A Commission of Inquiry (CoI) into electoral problems that President Irfaan Ali has promised represents an important step with respect to advancing transparency, good governance and rule of law. This is the view of the Centre for Strategic and International Studies (CSIS), a Washington-based think tank in one of its most recent reports, Guyana: Opportunities and Challenges for the United States and the Caribbean Basin, written by Evan Ellis.
Ellis, who is also a Senior Associate with Americas Programme, was keen to highlight that there is a risk that those targeted by such an inquiry, “with possible criminal charges for wrongdoing associated with the election process, including Chief Elections Officer (CEO), Keith Lowenfield, will try to misrepresent those actions to their supporters as the criminalization of political opposition, fuelling further political polarization.”
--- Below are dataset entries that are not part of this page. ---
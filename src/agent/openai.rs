//! OpenAI adapter.

use super::{parse::parse_analysis, AgentError, AnalysisAgent};
use crate::config::Provider;
use crate::conversation::Role;
use crate::prompt::PromptPayload;
use crate::tier::BackendConfig;
use crate::types::{AnalysisResult, Usage};
use async_trait::async_trait;
use reqwest::Client;
use serde::{Deserialize, Serialize};
use std::sync::Arc;

/// OpenAI adapter.
///
/// Chat completion via POST /v1/chat/completions with Bearer token and
/// `response_format: json_object`.
pub struct OpenAIAgent {
    /// Base URL (e.g., "https://api.openai.com")
    base_url: String,
    /// API key for Bearer authentication
    api_key: String,
    /// Shared HTTP client for connection pooling
    client: Arc<Client>,
    timeout_ms: u64,
}

impl OpenAIAgent {
    pub fn new(base_url: String, api_key: String, client: Arc<Client>, timeout_ms: u64) -> Self {
        Self {
            base_url: base_url.trim_end_matches('/').to_string(),
            api_key,
            client,
            timeout_ms,
        }
    }

    fn translate_request(prompt: &PromptPayload, backend: &BackendConfig) -> OpenAIRequest {
        let mut messages = Vec::with_capacity(prompt.messages.len() + 1);
        messages.push(OpenAIMessage {
            role: "system".to_string(),
            content: prompt.system.clone(),
        });
        messages.extend(prompt.messages.iter().map(|m| OpenAIMessage {
            role: match m.role {
                Role::User => "user".to_string(),
                Role::Assistant => "assistant".to_string(),
            },
            content: m.content.clone(),
        }));

        OpenAIRequest {
            model: backend.model.clone(),
            messages,
            max_tokens: backend.max_output_tokens,
            temperature: backend.temperature,
            response_format: ResponseFormat {
                format_type: "json_object",
            },
        }
    }

    fn translate_response(
        response: OpenAIResponse,
        backend: &BackendConfig,
    ) -> Result<AnalysisResult, AgentError> {
        let choice = response.choices.into_iter().next().ok_or_else(|| {
            AgentError::InvalidResponse("response contained no choices".to_string())
        })?;

        match choice.finish_reason.as_deref() {
            Some("length") => {
                return Err(AgentError::InvalidResponse(format!(
                    "response truncated at {} output tokens",
                    backend.max_output_tokens
                )))
            }
            Some("content_filter") => {
                return Err(AgentError::InvalidResponse(
                    "response blocked by content filter".to_string(),
                ))
            }
            _ => {}
        }

        let usage = response
            .usage
            .map(|u| Usage {
                prompt_tokens: u.prompt_tokens,
                completion_tokens: u.completion_tokens,
            })
            .unwrap_or_default();

        let text = choice.message.content.unwrap_or_default();
        parse_analysis(&text, Provider::OpenAI, &backend.model, usage)
    }
}

#[derive(Debug, Serialize)]
struct OpenAIRequest {
    model: String,
    messages: Vec<OpenAIMessage>,
    max_tokens: u32,
    temperature: f32,
    response_format: ResponseFormat,
}

#[derive(Debug, Serialize, Deserialize)]
struct OpenAIMessage {
    role: String,
    content: String,
}

#[derive(Debug, Serialize)]
struct ResponseFormat {
    #[serde(rename = "type")]
    format_type: &'static str,
}

#[derive(Debug, Deserialize)]
struct OpenAIResponse {
    #[serde(default)]
    choices: Vec<OpenAIChoice>,
    usage: Option<OpenAIUsage>,
}

#[derive(Debug, Deserialize)]
struct OpenAIChoice {
    message: OpenAIResponseMessage,
    finish_reason: Option<String>,
}

#[derive(Debug, Deserialize)]
struct OpenAIResponseMessage {
    content: Option<String>,
}

#[derive(Debug, Deserialize)]
struct OpenAIUsage {
    prompt_tokens: u32,
    completion_tokens: u32,
}

#[async_trait]
impl AnalysisAgent for OpenAIAgent {
    fn provider(&self) -> Provider {
        Provider::OpenAI
    }

    async fn generate(
        &self,
        prompt: &PromptPayload,
        backend: &BackendConfig,
    ) -> Result<AnalysisResult, AgentError> {
        let url = format!("{}/v1/chat/completions", self.base_url);
        let request = Self::translate_request(prompt, backend);

        let response = self
            .client
            .post(&url)
            .header("authorization", format!("Bearer {}", self.api_key))
            .json(&request)
            .send()
            .await
            .map_err(|e| AgentError::from_reqwest(e, self.timeout_ms))?;

        let status = response.status();
        if !status.is_success() {
            let error_body = response
                .text()
                .await
                .unwrap_or_else(|_| "Unknown error".to_string());
            return Err(AgentError::Upstream {
                status: status.as_u16(),
                message: error_body,
            });
        }

        let completion: OpenAIResponse = response.json().await.map_err(|e| {
            AgentError::InvalidResponse(format!("Failed to parse completion response: {}", e))
        })?;

        Self::translate_response(completion, backend)
    }
}
use crate::agent::{degraded_result, factory, AgentError, AgentSet};
use crate::cache::{cache_key, MemoryCache, ResultCache};
use crate::config::{ConversationConfig, DiagnoseConfig, OrchestratorConfig};
use crate::conversation::extract::{CATEGORY, PROGRAMMING_LANGUAGE};
use crate::conversation::{
    extract_context, follow_up_questions, ConversationError, ConversationStore, Turn,
};
use crate::limiter::RateLimiter;
use crate::prompt::PromptPayload;
use crate::request::{RawRequest, RequestContext, RequestNormalizer};
use crate::tier::{TierPolicies, TierPolicy};
use crate::types::{AnalysisResult, ConverseOutcome, FollowUp};
use futures::future::join_all;
use retry::RetryPolicy;
use std::sync::Arc;
use std::time::Duration;
use tokio::task::JoinHandle;
use tokio::time::Instant;
use tokio_util::sync::CancellationToken;

/// Tier-aware analysis pipeline. Cheap to share behind an `Arc`.
pub struct Orchestrator {
    policies: Arc<TierPolicies>,
    limiter: Arc<RateLimiter>,
    cache: Option<Arc<dyn ResultCache>>,
    conversations: Arc<ConversationStore>,
    agents: AgentSet,
    normalizer: RequestNormalizer,
    retry: RetryPolicy,
    config: OrchestratorConfig,
    conversation: ConversationConfig,
    limiter_idle: Duration,
    content_preview: Option<usize>,
}
//! `diagnose analyze` handler

use crate::cli::{load_config, output, AnalyzeArgs};
use crate::orchestrator::Orchestrator;
use crate::request::{RawRequest, StructuredContext};
use anyhow::Context;
use std::io::Read;

fn read_text(arg: &str) -> anyhow::Result<String> {
    if arg != "-" {
        return Ok(arg.to_string());
    }
    let mut text = String::new();
    std::io::stdin()
        .read_to_string(&mut text)
        .context("Failed to read problem description from stdin")?;
    Ok(text)
}

/// Build the raw submission from command-line arguments.
pub fn build_request(args: &AnalyzeArgs) -> anyhow::Result<RawRequest> {
    let text = read_text(&args.text)?;

    let code_snippet = match &args.code_file {
        Some(path) => Some(
            std::fs::read_to_string(path)
                .with_context(|| format!("Failed to read {}", path.display()))?,
        ),
        None => None,
    };
    let file = args.code_file.as_ref().map(|p| p.display().to_string());

    let mut raw = RawRequest::new(&args.run.caller, &args.run.tier, text);
    if args.category.is_some() || args.programming_language.is_some() || code_snippet.is_some() {
        raw = raw.with_context(StructuredContext {
            code_snippet,
            file,
            category: args.category.clone(),
            programming_language: args.programming_language.clone(),
            ..Default::default()
        });
    }
    Ok(raw)
}

/// Handle `diagnose analyze`. Returns the rendered output.
pub async fn handle_analyze(args: &AnalyzeArgs) -> anyhow::Result<String> {
    let config = load_config(&args.run.config, args.run.log_level.as_deref())?;
    // A second init (e.g. in tests) is harmless
    let _ = crate::logging::init_tracing(&config.logging);

    let orchestrator = Orchestrator::from_config(&config);
    let request = orchestrator.normalize(build_request(args)?)?;
    let result = orchestrator.analyze(&request).await?;

    if args.run.json {
        Ok(serde_json::to_string_pretty(&result)?)
    } else {
        Ok(output::format_result_text(&result))
    }
}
In political affairs, Ellis’ report says, one of the most pressing tasks for the Ali government will be to unite the country. “Most importantly,” it adds, “this includes reassuring voters—in a country ethnically and politically polarized between Indo-descendant and Afro-descendant populations—that the interests of all ethnic and other groups are fairly represented and protected.”
The report went on to state that President Ali’s “positive and inclusive” inaugural address was a “good start” in that regard, as was Minister of Legal Affairs and Attorney General (AG), Anil Nandlall’s, expression of interest in working with the opposition.
Nonetheless, the report added, the angry discourse and violent protests following the September 6 murders of two Afro-Guyanese youth in the West Coast Berbice area highlight the risk of escalating ethnic conflict in the country.
It is in the context of persistent political polarization and negative sentiments in Guyana that CSIS suggests a CoI into the events of the contentious and protracted March 2020 elections.
In the same vein, it added, the new government’s legal review of funds expended in 2020 by the outgoing Granger administration has the potential to give rise to a series of criminal cases and political polemics throughout 2021 and beyond. “Such cases would make the APNU leadership and support base feel threatened and could potentially stimulate populist appeals that could deepen polarization,” CSIS concluded.